━━━ Task material ━━━

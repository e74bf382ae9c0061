//! Safety check and audit against a mocked clinical registry

use serde_json::{json, Value};
use std::sync::Arc;
use std::time::Duration;
use wiremock::matchers::{method, path};
use wiremock::{Mock, MockServer, ResponseTemplate};

use pharmagate::config::{RegistryConfig, SafetyConfig};
use pharmagate::registry::{RegistryClient, RegistryError};
use pharmagate::safety::{
    AuditRecorder, DoctorRef, InMemoryIncidentStore, IncidentStore, RiskLevel, SafetyCheck,
};
use pharmagate::services::{EncounterCreated, SafetyPipeline, SafetyStatus};

fn registry(server: &MockServer, timeout: Duration) -> Arc<RegistryClient> {
    Arc::new(
        RegistryClient::new(&RegistryConfig {
            base_url: server.uri(),
            api_key: "test-key".into(),
            timeout,
        })
        .unwrap(),
    )
}

fn no_settle() -> SafetyConfig {
    SafetyConfig {
        settle_delay: Duration::ZERO,
    }
}

async fn mount_encounter(server: &MockServer, id: &str, interactions: Value) {
    Mock::given(method("GET"))
        .and(path(format!("/encounters/{}", id)))
        .respond_with(
            ResponseTemplate::new(200).set_body_json(json!({ "id": id, "drug_interactions": interactions })),
        )
        .mount(server)
        .await;
}

fn pipeline(server: &MockServer, store: Arc<InMemoryIncidentStore>) -> SafetyPipeline {
    let check = SafetyCheck::new(registry(server, Duration::from_secs(5)), no_settle());
    SafetyPipeline::new(check, AuditRecorder::new(store))
}

fn created(encounter_id: &str) -> EncounterCreated {
    EncounterCreated {
        encounter_id: encounter_id.into(),
        patient_registry_id: 12,
        doctor: DoctorRef {
            user_id: "u-1".into(),
            username: "house".into(),
        },
    }
}

#[tokio::test]
async fn noise_only_encounter_is_low_and_not_audited() {
    let server = MockServer::start().await;
    mount_encounter(
        &server,
        "1",
        json!([{"reason": "No documented interaction between these drugs", "severity": "None"}]),
    )
    .await;
    let store = Arc::new(InMemoryIncidentStore::new());

    let report = pipeline(&server, store.clone())
        .on_encounter_created(&created("1"))
        .await
        .unwrap();

    let verdict = report.verdict.unwrap();
    assert_eq!(report.status, SafetyStatus::Checked);
    assert_eq!(verdict.risk, RiskLevel::Low);
    assert!(verdict.alerts.is_empty());
    assert!(store.is_empty().await);
}

#[tokio::test]
async fn major_interaction_is_high_and_audited_once() {
    let server = MockServer::start().await;
    let interactions = json!([{"reason": "Increases bleeding risk", "severity": "Major"}]);
    mount_encounter(&server, "2", interactions.clone()).await;
    let store = Arc::new(InMemoryIncidentStore::new());

    let report = pipeline(&server, store.clone())
        .on_encounter_created(&created("2"))
        .await
        .unwrap();

    assert_eq!(report.verdict.as_ref().unwrap().risk, RiskLevel::High);
    let incidents = store.list(None).await.unwrap();
    assert_eq!(incidents.len(), 1);
    assert_eq!(incidents[0].encounter_id, "2");
    assert_eq!(incidents[0].patient_registry_id, 12);
    assert_eq!(serde_json::to_value(&incidents[0].interaction_payload).unwrap(), interactions);
    assert_eq!(report.incident.unwrap().id, incidents[0].id);
}

#[tokio::test]
async fn minor_interaction_is_low() {
    let server = MockServer::start().await;
    mount_encounter(&server, "3", json!([{"reason": "Mild nausea reported", "severity": "Minor"}])).await;
    let store = Arc::new(InMemoryIncidentStore::new());

    let report = pipeline(&server, store.clone())
        .on_encounter_created(&created("3"))
        .await
        .unwrap();

    let verdict = report.verdict.unwrap();
    assert_eq!(verdict.risk, RiskLevel::Low);
    assert_eq!(verdict.alerts.len(), 1);
    assert!(store.is_empty().await);
}

#[tokio::test]
async fn registry_timeout_is_unknown_and_not_audited() {
    let server = MockServer::start().await;
    Mock::given(method("GET"))
        .and(path("/encounters/4"))
        .respond_with(
            ResponseTemplate::new(200)
                .set_body_json(json!({"drug_interactions": [{"reason": "x", "severity": "Major"}]}))
                .set_delay(Duration::from_secs(2)),
        )
        .mount(&server)
        .await;

    let gateway = registry(&server, Duration::from_millis(100));
    let check = SafetyCheck::new(gateway, no_settle());
    assert!(matches!(check.run("4").await, Err(RegistryError::Timeout)));

    let store = Arc::new(InMemoryIncidentStore::new());
    let pipeline = SafetyPipeline::new(check, AuditRecorder::new(store.clone()));
    let report = pipeline.on_encounter_created(&created("4")).await.unwrap();

    assert_eq!(report.status, SafetyStatus::Unknown);
    assert!(report.verdict.is_none());
    assert!(store.is_empty().await);
}

#[tokio::test]
async fn mixed_interactions_keep_only_real_alerts() {
    let server = MockServer::start().await;
    mount_encounter(
        &server,
        "5",
        json!([
            {"reason": "No interaction found", "severity": "Unknown"},
            {"reason": "QT prolongation", "severity": "HIGH"},
            {"reason": "Mild drowsiness", "severity": "minor"}
        ]),
    )
    .await;
    let store = Arc::new(InMemoryIncidentStore::new());

    let report = pipeline(&server, store.clone())
        .on_encounter_created(&created("5"))
        .await
        .unwrap();

    let verdict = report.verdict.unwrap();
    assert_eq!(verdict.risk, RiskLevel::High);
    let reasons: Vec<_> = verdict.alerts.iter().map(|a| a.reason().to_string()).collect();
    assert_eq!(reasons, vec!["QT prolongation", "Mild drowsiness"]);
    assert_eq!(store.list(None).await.unwrap()[0].interaction_payload, verdict.alerts);
}

#[tokio::test]
async fn every_check_queries_the_registry() {
    let server = MockServer::start().await;
    Mock::given(method("GET"))
        .and(path("/encounters/6"))
        .respond_with(ResponseTemplate::new(200).set_body_json(json!({"drug_interactions": []})))
        .expect(2)
        .mount(&server)
        .await;

    let check = SafetyCheck::new(registry(&server, Duration::from_secs(5)), no_settle());
    assert_eq!(check.run("6").await.unwrap().risk, RiskLevel::Low);
    assert_eq!(check.run("6").await.unwrap().risk, RiskLevel::Low);
}
//! HTTP Route for free-text AI actions
//!
//! - POST /api/ai/action - Enroll a patient or write a clinical note
//!
//! A clinical note that creates an Encounter is safety-checked before the
//! response is sent. The response always says whether safety was checked.

use hyper::{body::Incoming, Request, Response, StatusCode};
use serde::{Deserialize, Serialize};
use serde_json::Value;
use std::sync::Arc;
use tracing::{error, info, warn};

use crate::auth::Operation;
use crate::routes::common::{authorize, error_response, json_response, parse_json_body, BoxBody};
use crate::routes::patients::registry_unavailable;
use crate::safety::{DoctorRef, SafetyVerdict};
use crate::server::AppState;
use crate::services::{
    created_resource, enroll_patient, route_intent, ActionIntent, CreatedResource,
    EncounterCreated, EnrollmentOutcome, SafetyReport, SafetyStatus,
};

#[derive(Debug, Deserialize)]
pub struct AiActionRequest {
    #[serde(default)]
    pub prompt: String,
    #[serde(default)]
    pub patient_id: Option<Value>,
}

#[derive(Debug, Serialize)]
pub struct EnrollResponse {
    #[serde(rename = "type")]
    pub kind: &'static str,
    pub id: Option<Value>,
}

#[derive(Debug, Serialize)]
#[serde(rename_all = "camelCase")]
pub struct EmrResponse {
    #[serde(rename = "type")]
    pub kind: &'static str,
    pub data: Value,
    pub safety: Option<SafetyVerdict>,
    pub safety_status: SafetyStatus,
    #[serde(skip_serializing_if = "Option::is_none")]
    pub incident_id: Option<String>,
    #[serde(skip_serializing_if = "Option::is_none")]
    pub error: Option<String>,
    #[serde(skip_serializing_if = "Option::is_none")]
    pub code: Option<&'static str>,
}

impl EmrResponse {
    fn new(data: Value, report: SafetyReport) -> Self {
        Self {
            kind: "emr",
            data,
            safety: report.verdict,
            safety_status: report.status,
            incident_id: report.incident.map(|i| i.id),
            error: None,
            code: None,
        }
    }
}

/// Patient id sent as a JSON number or a numeric string
fn patient_id_from(value: Option<&Value>) -> Option<i64> {
    match value? {
        Value::Number(n) => n.as_i64(),
        Value::String(s) => s.trim().parse().ok(),
        _ => None,
    }
}

/// POST /api/ai/action
pub async fn handle_ai_action(req: Request<Incoming>, state: Arc<AppState>) -> Response<BoxBody> {
    let claims = match authorize(&req, &state, Operation::AiAction) {
        Ok(c) => c,
        Err(resp) => return resp,
    };

    let body: AiActionRequest = match parse_json_body(req).await {
        Ok(b) => b,
        Err(e) => return error_response(StatusCode::BAD_REQUEST, e.to_string(), None),
    };

    if body.prompt.trim().is_empty() {
        return error_response(StatusCode::BAD_REQUEST, "Missing required field: prompt", None);
    }

    match route_intent(&body.prompt) {
        ActionIntent::Enroll => enroll(&state, &body.prompt).await,
        ActionIntent::ClinicalNote => {
            let Some(patient_id) = patient_id_from(body.patient_id.as_ref()) else {
                return error_response(
                    StatusCode::BAD_REQUEST,
                    "Valid Patient ID required for clinical notes",
                    None,
                );
            };
            let doctor = DoctorRef {
                user_id: claims.sub,
                username: claims.username,
            };
            clinical_note(&state, patient_id, &body.prompt, doctor).await
        }
    }
}

async fn enroll(state: &AppState, prompt: &str) -> Response<BoxBody> {
    match enroll_patient(&state.registry, prompt).await {
        Ok(EnrollmentOutcome::Enrolled { id, fallback }) => {
            info!(fallback, "Enrollment complete");
            json_response(StatusCode::CREATED, &EnrollResponse { kind: "enroll", id })
        }
        Ok(EnrollmentOutcome::Rejected { body }) => json_response(StatusCode::BAD_REQUEST, &body),
        Err(e) => registry_unavailable(&e),
    }
}

async fn clinical_note(
    state: &AppState,
    patient_id: i64,
    prompt: &str,
    doctor: DoctorRef,
) -> Response<BoxBody> {
    let reply = match state.registry.create_emr_ai(patient_id, prompt).await {
        Ok(r) => r,
        Err(e) => return registry_unavailable(&e),
    };

    if !reply.accepted {
        warn!(patient_id, status = reply.status, "Clinical note rejected by registry");
        return json_response(
            StatusCode::BAD_REQUEST,
            &EmrResponse::new(reply.body, SafetyReport::not_applicable()),
        );
    }

    let encounter_id = match created_resource(&reply.body) {
        CreatedResource::Encounter(id) => id,
        CreatedResource::EncounterWithoutId => {
            warn!(patient_id, "Encounter created without a usable id, safety unknown");
            return json_response(
                StatusCode::OK,
                &EmrResponse::new(reply.body, SafetyReport::unknown()),
            );
        }
        CreatedResource::Other => {
            return json_response(
                StatusCode::OK,
                &EmrResponse::new(reply.body, SafetyReport::not_applicable()),
            );
        }
    };

    let event = EncounterCreated {
        encounter_id,
        patient_registry_id: patient_id,
        doctor,
    };

    match state.safety.on_encounter_created(&event).await {
        Ok(report) => json_response(StatusCode::OK, &EmrResponse::new(reply.body, report)),
        Err(unaudited) => {
            error!(error = %unaudited, "Returning unaudited HIGH risk verdict");
            let error = unaudited.to_string();
            json_response(
                StatusCode::INTERNAL_SERVER_ERROR,
                &EmrResponse {
                    kind: "emr",
                    data: reply.body,
                    safety: Some(unaudited.verdict),
                    safety_status: SafetyStatus::Checked,
                    incident_id: None,
                    error: Some(error),
                    code: Some("AUDIT_WRITE_FAILED"),
                },
            )
        }
    }
}

#[cfg(test)]
mod tests {
    use super::*;
    use serde_json::json;

    #[test]
    fn test_patient_id_from() {
        assert_eq!(patient_id_from(Some(&json!(12))), Some(12));
        assert_eq!(patient_id_from(Some(&json!("12"))), Some(12));
        assert_eq!(patient_id_from(Some(&json!(" 7 "))), Some(7));
        assert_eq!(patient_id_from(Some(&json!("twelve"))), None);
        assert_eq!(patient_id_from(Some(&json!(1.5))), None);
        assert_eq!(patient_id_from(Some(&json!(null))), None);
        assert_eq!(patient_id_from(None), None);
    }

    #[test]
    fn test_not_applicable_shape() {
        let resp = EmrResponse::new(json!({"resource": "Note"}), SafetyReport::not_applicable());
        let value = serde_json::to_value(resp).unwrap();
        assert_eq!(
            value,
            json!({
                "type": "emr",
                "data": {"resource": "Note"},
                "safety": null,
                "safetyStatus": "NOT_APPLICABLE"
            })
        );
    }
}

━━━

**Task objective:**
Copy out each line from the preceding entries that mentions the word "ResponseTemplate".

**Exercise result:**
use wiremock::{Mock, MockServer, ResponseTemplate};
            ResponseTemplate::new(200).set_body_json(json!({ "id": id, "drug_interactions": interactions })),
            ResponseTemplate::new(200)
        .respond_with(ResponseTemplate::new(200).set_body_json(json!({"drug_interactions": []})))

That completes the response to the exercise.